What is needed
Copy out exactly the lines from the line containing "pub fn derive<F>(&self, row: usize, mut" to the end of the listing.

Input for this task
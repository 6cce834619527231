use std::collections::HashMap;

use chrono::NaiveDate;

use crate::error::{ConvError, Result};
use crate::fmt::normalize;
use crate::models::AccountType;

const DATE_FORMATS: &[&str] = &["%Y/%m/%d", "%Y-%m-%d", "%Y%m%d"];

// ---------------------------------------------------------------------------
// Column mapping
// ---------------------------------------------------------------------------

#[derive(Debug, Clone, Default, PartialEq, Eq)]
pub struct FieldSpec {
    pub indices: Vec<usize>,
    /// `name?`: an empty cell repeats the previous row's value.
    pub optional: bool,
}

/// Reverse lookup from field name to column positions, built from a
/// comma-separated list such as `date?,description,,amount,memo,memo`.
#[derive(Debug, Clone, Default, PartialEq, Eq)]
pub struct FieldMap {
    fields: HashMap<String, FieldSpec>,
}

impl FieldMap {
    pub fn parse(def: &str) -> Self {
        let mut fields: HashMap<String, FieldSpec> = HashMap::new();
        for (i, col) in def.split(',').enumerate() {
            let col = col.trim();
            if col.is_empty() {
                continue;
            }
            let (name, optional) = match col.strip_suffix('?') {
                Some(name) => (name.trim(), true),
                None => (col, false),
            };
            let spec = fields.entry(name.to_string()).or_default();
            spec.indices.push(i);
            spec.optional |= optional;
        }
        Self { fields }
    }

    pub fn contains(&self, name: &str) -> bool {
        self.fields.contains_key(name)
    }

    pub fn get(&self, name: &str) -> Option<&FieldSpec> {
        self.fields.get(name)
    }

    pub fn indices(&self, name: &str) -> &[usize] {
        self.fields
            .get(name)
            .map(|spec| spec.indices.as_slice())
            .unwrap_or(&[])
    }
}

// ---------------------------------------------------------------------------
// Cell parsers
// ---------------------------------------------------------------------------

/// Parse `YYYY/MM/DD`, `YYYY-MM-DD` or `YYYYMMDD`, in that order.
pub fn parse_date(raw: &str) -> Result<NaiveDate> {
    let s = raw.trim();
    DATE_FORMATS
        .iter()
        .find_map(|fmt| NaiveDate::parse_from_str(s, fmt).ok())
        .ok_or_else(|| ConvError::InvalidDate(raw.to_string()))
}

/// Error for an amount that leaves the `i64` range once signs are applied
/// or cells are combined.
pub fn amount_out_of_range(row: usize, value: impl std::fmt::Display) -> ConvError {
    ConvError::InvalidAmount {
        row,
        value: value.to_string(),
    }
}

/// Parse an integer amount. Digit-group commas are dropped; empty is zero.
pub fn parse_amount(raw: &str, row: usize) -> Result<i64> {
    let s = normalize(raw).replace(',', "");
    let s = s.trim();
    if s.is_empty() {
        return Ok(0);
    }
    s.parse().map_err(|_| ConvError::InvalidAmount {
        row,
        value: raw.to_string(),
    })
}

// ---------------------------------------------------------------------------
// Signed amount policies
// ---------------------------------------------------------------------------

#[derive(Debug, Clone, Copy, PartialEq, Eq)]
pub enum AmountPolicy {
    /// `+amount` and `-amount` columns: `|plus| - |minus|`.
    Split,
    /// One `amount` column, sign flipped on credit statements.
    Single { negate: bool },
    /// Only `-amount`, used as is. Credit statements only.
    MinusOnly,
}

impl AmountPolicy {
    pub fn select(fields: &FieldMap, account_type: AccountType) -> Result<Self> {
        if fields.contains("+amount") && fields.contains("-amount") {
            Ok(Self::Split)
        } else if fields.contains("amount") {
            Ok(Self::Single {
                negate: account_type == AccountType::Credit,
            })
        } else if fields.contains("-amount") {
            if account_type == AccountType::Credit {
                Ok(Self::MinusOnly)
            } else {
                Err(ConvError::AmountRequiresCredit)
            }
        } else {
            Err(ConvError::NoAmountField)
        }
    }

    /// `number` yields the parsed value of a named amount field on `row`.
    pub fn derive<F>(&self, row: usize, mut number: F) -> Result<i64>
    where
        F: FnMut(&str) -> Result<i64>,
    {
        match self {
            Self::Split => {
                let plus = number("+amount")?;
                let minus = number("-amount")?;
                plus.checked_abs()
                    .zip(minus.checked_abs())
                    .and_then(|(p, m)| p.checked_sub(m))
                    .ok_or_else(|| amount_out_of_range(row, format!("+{plus} -{minus}")))
            }
            Self::Single { negate: true } => {
                let value = number("amount")?;
                value
                    .checked_neg()
                    .ok_or_else(|| amount_out_of_range(row, value))
            }
            Self::Single { negate: false } => number("amount"),
            Self::MinusOnly => number("-amount"),
        }
    }
}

Task answer
    pub fn derive<F>(&self, row: usize, mut number: F) -> Result<i64>
    where
        F: FnMut(&str) -> Result<i64>,
    {
        match self {
            Self::Split => {
                let plus = number("+amount")?;
                let minus = number("-amount")?;
                plus.checked_abs()
                    .zip(minus.checked_abs())
                    .and_then(|(p, m)| p.checked_sub(m))
                    .ok_or_else(|| amount_out_of_range(row, format!("+{plus} -{minus}")))
            }
            Self::Single { negate: true } => {
                let value = number("amount")?;
                value
                    .checked_neg()
                    .ok_or_else(|| amount_out_of_range(row, value))
            }
            Self::Single { negate: false } => number("amount"),
            Self::MinusOnly => number("-amount"),
        }
    }
}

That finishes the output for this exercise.